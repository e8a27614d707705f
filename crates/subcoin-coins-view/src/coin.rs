//! Coin and outpoint encoding.

use bitcoin::hashes::Hash;
use bitcoin::{OutPoint, TxOut, Txid};
use serde::{Deserialize, Serialize};

/// Unspent transaction output as stored in the table.
#[derive(Debug, Clone, PartialEq, Eq, Serialize, Deserialize)]
pub struct Coin {
    /// Whether the coin is from a coinbase transaction.
    pub is_coinbase: bool,
    /// Transfer value in satoshis.
    pub amount: u64,
    // Block height at which this containing transaction was included.
    pub height: u32,
    /// Spending condition of the output.
    pub script_pubkey: Vec<u8>,
}

impl Coin {
    pub fn from_txout(txout: &TxOut, height: u32, is_coinbase: bool) -> Self {
        Self {
            is_coinbase,
            amount: txout.value.to_sat(),
            height,
            script_pubkey: txout.script_pubkey.to_bytes(),
        }
    }

    /// Serialize to bytes for storage.
    pub fn encode(&self) -> Result<Vec<u8>, bincode::Error> {
        bincode::serialize(self)
    }

    /// Deserialize from bytes.
    pub fn decode(bytes: &[u8]) -> Result<Self, bincode::Error> {
        bincode::deserialize(bytes)
    }
}

/// Convert OutPoint to storage key (36 bytes).
///
/// Format: txid (32 bytes, raw) || vout (4 bytes, little-endian)
pub fn outpoint_to_key(outpoint: &OutPoint) -> [u8; 36] {
    let mut key = [0u8; 36];
    key[..32].copy_from_slice(outpoint.txid.as_byte_array());
    key[32..].copy_from_slice(&outpoint.vout.to_le_bytes());
    key
}

/// Parse storage key back to OutPoint.
pub fn key_to_outpoint(key: &[u8; 36]) -> OutPoint {
    let mut txid_bytes = [0u8; 32];
    txid_bytes.copy_from_slice(&key[..32]);
    let mut vout_bytes = [0u8; 4];
    vout_bytes.copy_from_slice(&key[32..]);
    OutPoint {
        txid: Txid::from_byte_array(txid_bytes),
        vout: u32::from_le_bytes(vout_bytes),
    }
}

#[cfg(test)]
mod tests {
    use super::*;
    use bitcoin::{Amount, ScriptBuf};

    #[test]
    fn test_coin_roundtrip() {
        let coin = Coin {
            is_coinbase: true,
            amount: 5000000000,
            height: 0,
            script_pubkey: vec![0x51], // OP_TRUE
        };

        let encoded = coin.encode().unwrap();
        let decoded = Coin::decode(&encoded).unwrap();

        assert_eq!(coin, decoded);
    }

    #[test]
    fn test_outpoint_key_roundtrip() {
        let outpoint = OutPoint {
            txid: Txid::from_byte_array([7u8; 32]),
            vout: 42,
        };

        let key = outpoint_to_key(&outpoint);
        assert_eq!(&key[32..], &[42, 0, 0, 0]);
        assert_eq!(key_to_outpoint(&key), outpoint);
    }

    #[test]
    fn test_from_txout() {
        let txout = TxOut {
            value: Amount::from_sat(1234),
            script_pubkey: ScriptBuf::from_bytes(vec![0x6a, 0x01, 0x00]),
        };
        let coin = Coin::from_txout(&txout, 7, false);
        assert_eq!(coin.amount, 1234);
        assert_eq!(coin.height, 7);
        assert!(!coin.is_coinbase);
        assert_eq!(coin.script_pubkey, vec![0x6a, 0x01, 0x00]);
    }
}
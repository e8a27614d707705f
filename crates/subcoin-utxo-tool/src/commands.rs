use crate::error::{Error, Result};
use bitcoin::{OutPoint, Txid};
use std::path::{Path, PathBuf};
use std::time::Instant;
use subcoin_coins_view::{CoinsDb, UtxoView};
use subcoin_utxo_db::{FileStore, RebuildProgress, UtxoDb};

const MAIN_FILE: &str = "utxo.db";
const WAL_FILE: &str = "utxo.wal";

/// Maintenance commands over a UTXO table directory.
///
/// A table directory holds the main file `utxo.db` and the write-ahead file
/// `utxo.wal`.
#[derive(Debug, clap::Subcommand)]
pub enum UtxoTool {
    /// Format an empty table.
    #[command(name = "create")]
    Create {
        #[arg(index = 1)]
        dir: PathBuf,

        /// Number of records the table is sized for.
        #[arg(long)]
        capacity: u64,
    },

    /// Print the commit tag and stats block as JSON.
    #[command(name = "info")]
    Info {
        #[arg(index = 1)]
        dir: PathBuf,
    },

    /// Look up a raw key given in hex.
    #[command(name = "get")]
    Get {
        #[arg(index = 1)]
        dir: PathBuf,

        #[arg(index = 2)]
        key: String,
    },

    /// Insert a raw key/value pair given in hex and commit it.
    #[command(name = "put")]
    Put {
        #[arg(index = 1)]
        dir: PathBuf,

        #[arg(index = 2)]
        key: String,

        #[arg(index = 3)]
        value: String,
    },

    /// Remove a raw key given in hex and commit the removal.
    #[command(name = "remove")]
    Remove {
        #[arg(index = 1)]
        dir: PathBuf,

        #[arg(index = 2)]
        key: String,
    },

    /// Look up a coin by outpoint.
    ///
    /// The txid is given in the usual reversed display order.
    #[command(name = "coin")]
    Coin {
        #[arg(index = 1)]
        dir: PathBuf,

        #[arg(index = 2)]
        txid: String,

        #[arg(index = 3)]
        vout: u32,
    },

    /// Recount the table and compare against its stats block.
    #[command(name = "verify")]
    Verify {
        #[arg(index = 1)]
        dir: PathBuf,
    },

    /// Compact the table into a new directory.
    ///
    /// With `--resume`, an interrupted rebuild in `out` continues from the
    /// progress recorded in its commit tag.
    #[command(name = "rebuild")]
    Rebuild {
        #[arg(index = 1)]
        dir: PathBuf,

        #[arg(index = 2)]
        out: PathBuf,

        /// Capacity of the new table, defaults to the current one.
        #[arg(long)]
        capacity: Option<u64>,

        #[arg(long)]
        resume: bool,
    },

    /// Insert random outpoint-shaped records and report the throughput.
    #[command(name = "bench-insert")]
    BenchInsert {
        #[arg(index = 1)]
        dir: PathBuf,

        #[arg(long, default_value_t = 100_000)]
        count: u64,

        /// Records staged per commit.
        #[arg(long, default_value_t = 10_000)]
        commit_every: u64,

        #[arg(long, default_value_t = 0)]
        seed: u64,
    },
}

impl UtxoTool {
    pub fn run(self) -> Result<()> {
        match self {
            Self::Create { dir, capacity } => {
                create(&dir, capacity)?;
            }
            Self::Info { dir } => {
                println!("{}", serde_json::to_string_pretty(&info(&open(&dir)?)?)?);
            }
            Self::Get { dir, key } => {
                let db = open(&dir)?;
                match db.get(&parse_hex(&key)?)? {
                    Some(value) => println!("{}", hex::encode(value)),
                    None => println!("Not found"),
                }
            }
            Self::Put { dir, key, value } => {
                let db = open(&dir)?;
                db.add(&parse_hex(&key)?, &parse_hex(&value)?)?;
                db.commit(db.tag()? + 1)?;
            }
            Self::Remove { dir, key } => {
                let db = open(&dir)?;
                if db.remove(&parse_hex(&key)?)? {
                    db.commit(db.tag()? + 1)?;
                } else {
                    println!("Not found");
                }
            }
            Self::Coin { dir, txid, vout } => {
                let txid: Txid = txid
                    .parse()
                    .map_err(|err| Error::Input(format!("Invalid txid: {err}")))?;
                let coins = CoinsDb::new(open(&dir)?);
                match coins.get(&OutPoint { txid, vout })? {
                    Some(coin) => {
                        let coin = serde_json::json!({
                            "is_coinbase": coin.is_coinbase,
                            "amount": coin.amount,
                            "height": coin.height,
                            "script_pubkey": hex::encode(&coin.script_pubkey),
                        });
                        println!("{}", serde_json::to_string_pretty(&coin)?);
                    }
                    None => println!("Not found"),
                }
            }
            Self::Verify { dir } => {
                let report = open(&dir)?.verify()?;
                println!(
                    "{}",
                    serde_json::to_string_pretty(&serde_json::json!({
                        "consistent": report.is_consistent(),
                        "occupied_slots": report.occupied_slots,
                        "records": report.records,
                        "tombstones": report.tombstones,
                        "stats_live": report.stats.live,
                        "stats_tombstones": report.stats.tombstones,
                    }))?
                );
                if !report.is_consistent() {
                    return Err(Error::Input(format!(
                        "{} does not match its stats block",
                        dir.display()
                    )));
                }
            }
            Self::Rebuild {
                dir,
                out,
                capacity,
                resume,
            } => {
                rebuild(&dir, &out, capacity, resume)?;
            }
            Self::BenchInsert {
                dir,
                count,
                commit_every,
                seed,
            } => {
                bench_insert(&dir, count, commit_every, seed)?;
            }
        }
        Ok(())
    }
}

fn table_files(dir: &Path) -> (PathBuf, PathBuf) {
    (dir.join(MAIN_FILE), dir.join(WAL_FILE))
}

fn io_error(path: &Path) -> impl FnOnce(std::io::Error) -> Error + '_ {
    move |source| Error::Io {
        path: path.display().to_string(),
        source,
    }
}

fn create(dir: &Path, capacity: u64) -> Result<UtxoDb<FileStore>> {
    std::fs::create_dir_all(dir).map_err(io_error(dir))?;
    let (main_path, wal_path) = table_files(dir);
    if main_path.exists() {
        return Err(Error::Input(format!("{} already exists", main_path.display())));
    }

    let main = FileStore::create(&main_path).map_err(io_error(&main_path))?;
    let wal = FileStore::create(&wal_path).map_err(io_error(&wal_path))?;
    Ok(UtxoDb::new(capacity, main, wal)?)
}

fn open(dir: &Path) -> Result<UtxoDb<FileStore>> {
    let (main_path, wal_path) = table_files(dir);
    let main = FileStore::open(&main_path).map_err(io_error(&main_path))?;
    let wal = FileStore::open(&wal_path).map_err(io_error(&wal_path))?;
    Ok(UtxoDb::load(main, wal)?)
}

fn info(db: &UtxoDb<FileStore>) -> Result<serde_json::Value> {
    let stats = db.committed_stats();
    Ok(serde_json::json!({
        "tag": db.tag()?,
        "slot_count": db.slot_count(),
        "capacity": stats.capacity,
        "live": stats.live,
        "tombstones": stats.tombstones,
        "dead_values": stats.dead_values,
    }))
}

fn parse_hex(input: &str) -> Result<Vec<u8>> {
    let str_without_0x = input.strip_prefix("0x").unwrap_or(input);
    hex::decode(str_without_0x).map_err(|err| Error::Input(format!("Invalid hex {input}: {err}")))
}

fn rebuild(
    dir: &Path,
    out: &Path,
    capacity: Option<u64>,
    resume: bool,
) -> Result<UtxoDb<FileStore>> {
    let source = open(dir)?;

    let report = |p: RebuildProgress| {
        tracing::info!(
            "Rebuilt {}/{} slots, {} records",
            p.slots_done,
            p.slot_count,
            p.records
        );
    };

    let target = if resume {
        source.resume_rebuild_with_progress(open(out)?, report)?
    } else {
        let capacity = capacity.unwrap_or(source.committed_stats().capacity);
        let target = create(out, capacity)?;
        source.resume_rebuild_with_progress(target, report)?
    };

    tracing::info!(
        "Rebuild into {} complete: {} records, {} dead values dropped",
        out.display(),
        target.stats().live,
        source.stats().dead_values
    );

    Ok(target)
}

fn bench_insert(dir: &Path, count: u64, commit_every: u64, seed: u64) -> Result<()> {
    let db = open(dir)?;
    let mut rng = fastrand::Rng::with_seed(seed);
    let commit_every = commit_every.max(1);

    let start = Instant::now();
    let mut key = [0u8; 36];
    let mut value = Vec::new();

    for n in 1..=count {
        rng.fill(&mut key);
        value.resize(rng.usize(8..64), 0);
        rng.fill(&mut value);
        db.add(&key, &value)?;

        if n % commit_every == 0 || n == count {
            db.commit(db.tag()? + 1)?;
            tracing::debug!("Committed {n}/{count} records");
        }
    }

    let elapsed = start.elapsed();
    let per_sec = count as f64 / elapsed.as_secs_f64().max(f64::EPSILON);
    tracing::info!(
        "Inserted {count} records in {:.2}s ({per_sec:.0} records/s), live: {}",
        elapsed.as_secs_f64(),
        db.stats().live
    );

    Ok(())
}
//! Command line maintenance tool for subcoin UTXO tables.

mod commands;
mod error;

use clap::Parser;
use tracing_subscriber::EnvFilter;

#[derive(Debug, Parser)]
#[command(version, about)]
pub struct Cli {
    #[command(subcommand)]
    pub command: commands::UtxoTool,
}

fn main() {
    tracing_subscriber::fmt()
        .with_env_filter(
            EnvFilter::try_from_default_env().unwrap_or_else(|_| EnvFilter::new("info")),
        )
        .with_writer(std::io::stderr)
        .init();

    let cli = Cli::parse();

    if let Err(err) = cli.command.run() {
        tracing::error!("{err}");
        std::process::exit(1);
    }
}
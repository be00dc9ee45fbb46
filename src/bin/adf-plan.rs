//! ADF Distribution Planner
//!
//! Reads a list of files and prints how they spread over disk images

use adf_distribute::{
    CandidateFile, CreateDiskRequest, DiskGeometry, DiskNaming, Planner, PlannerBuilder,
};
use anyhow::{bail, Context, Result};
use clap::Parser;
use std::io::Read;
use std::path::{Path, PathBuf};
use tracing::info;

#[derive(Parser, Debug)]
#[command(name = "adf-plan")]
#[command(about = "Plan how files are split and packed onto ADF disk images")]
struct Args {
    /// JSON array of {"name", "size"} records; "-" or absent reads stdin
    #[arg(short = 'i', long, conflicts_with = "scan")]
    input: Option<PathBuf>,

    /// Use the regular files of a directory as candidates
    #[arg(short = 's', long)]
    scan: Option<PathBuf>,

    /// TOML file with a [geometry] table
    #[arg(short = 'c', long, conflicts_with = "preset")]
    config: Option<PathBuf>,

    /// Disk preset (dd, hd) [default: dd]
    #[arg(short = 'p', long)]
    preset: Option<String>,

    /// Print creation requests instead of the raw plan
    #[arg(short = 'r', long, requires_all = ["name", "label"])]
    requests: bool,

    /// Base name of the disk images (without .adf)
    #[arg(short = 'n', long)]
    name: Option<String>,

    /// Volume label of the disks
    #[arg(short = 'l', long)]
    label: Option<String>,

    /// Reject empty/duplicate names and output name collisions
    #[arg(long)]
    strict: bool,
}

/// Parse a disk preset from CLI string
fn parse_preset(s: &str) -> Result<DiskGeometry> {
    match s.to_lowercase().as_str() {
        "dd" | "880k" => Ok(DiskGeometry::amiga_dd()),
        "hd" | "1760k" => Ok(DiskGeometry::amiga_hd()),
        _ => bail!("Invalid preset '{}'. Valid options: dd, hd", s),
    }
}

fn read_candidates(input: Option<&Path>) -> Result<Vec<CandidateFile>> {
    let source = match input {
        Some(path) if path != Path::new("-") => std::fs::read_to_string(path)
            .with_context(|| format!("reading candidate list {:?}", path))?,
        _ => {
            let mut buf = String::new();
            std::io::stdin()
                .read_to_string(&mut buf)
                .context("reading candidate list from stdin")?;
            buf
        }
    };

    serde_json::from_str(&source).context("parsing candidate list")
}

fn scan_directory(dir: &Path) -> Result<Vec<CandidateFile>> {
    let mut files = Vec::new();

    for entry in std::fs::read_dir(dir).with_context(|| format!("scanning {:?}", dir))? {
        let entry = entry?;
        let metadata = entry.metadata()?;
        if !metadata.is_file() {
            continue;
        }
        let name = entry
            .file_name()
            .into_string()
            .map_err(|name| anyhow::anyhow!("non UTF-8 file name {:?}", name))?;
        files.push(CandidateFile::new(name, metadata.len()));
    }

    files.sort_by(|a, b| a.name.cmp(&b.name));
    Ok(files)
}

fn build_planner(args: &Args) -> Result<Planner> {
    let mut builder = PlannerBuilder::new();
    if let Some(preset) = &args.preset {
        builder = builder.geometry(parse_preset(preset)?);
    }
    if let Some(config) = &args.config {
        builder = builder.config_file(config);
    }
    builder.build().context("setting up disk geometry")
}

fn main() -> Result<()> {
    // Logs go to stderr so stdout stays valid JSON
    tracing_subscriber::fmt()
        .with_writer(std::io::stderr)
        .with_env_filter(
            tracing_subscriber::EnvFilter::from_default_env()
                .add_directive(tracing::Level::INFO.into()),
        )
        .init();

    let args = Args::parse();
    let planner = build_planner(&args)?;

    let files = match &args.scan {
        Some(dir) => scan_directory(dir)?,
        None => read_candidates(args.input.as_deref())?,
    };
    info!("Planning {} candidate files", files.len());

    let result = if args.strict {
        planner.plan_checked(&files)?
    } else {
        planner.plan(&files)
    };

    let output = if args.requests {
        let (Some(name), Some(label)) = (&args.name, &args.label) else {
            bail!("--requests needs both --name and --label");
        };
        let batch = planner.prepare_submission(&result, &DiskNaming::new(name, label))?;
        let requests: Vec<serde_json::Value> = batch
            .disks()
            .iter()
            .map(|disk| request_json(disk.request()))
            .collect::<Result<_>>()?;
        serde_json::to_string_pretty(&requests)?
    } else {
        serde_json::to_string_pretty(&result)?
    };

    println!("{}", output);
    Ok(())
}

/// `{ "name": ..., "body": { "label": ..., "contents": [...] } }`
fn request_json(request: &CreateDiskRequest) -> Result<serde_json::Value> {
    Ok(serde_json::json!({
        "name": request.name,
        "body": request.body()?,
    }))
}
┄┄┄┄┄┄
Exercise instructions » Report back every line of the entries in which "const" occurs.

Result of the exercise »
const MAIN_FILE: &str = "utxo.db";
const WAL_FILE: &str = "utxo.wal";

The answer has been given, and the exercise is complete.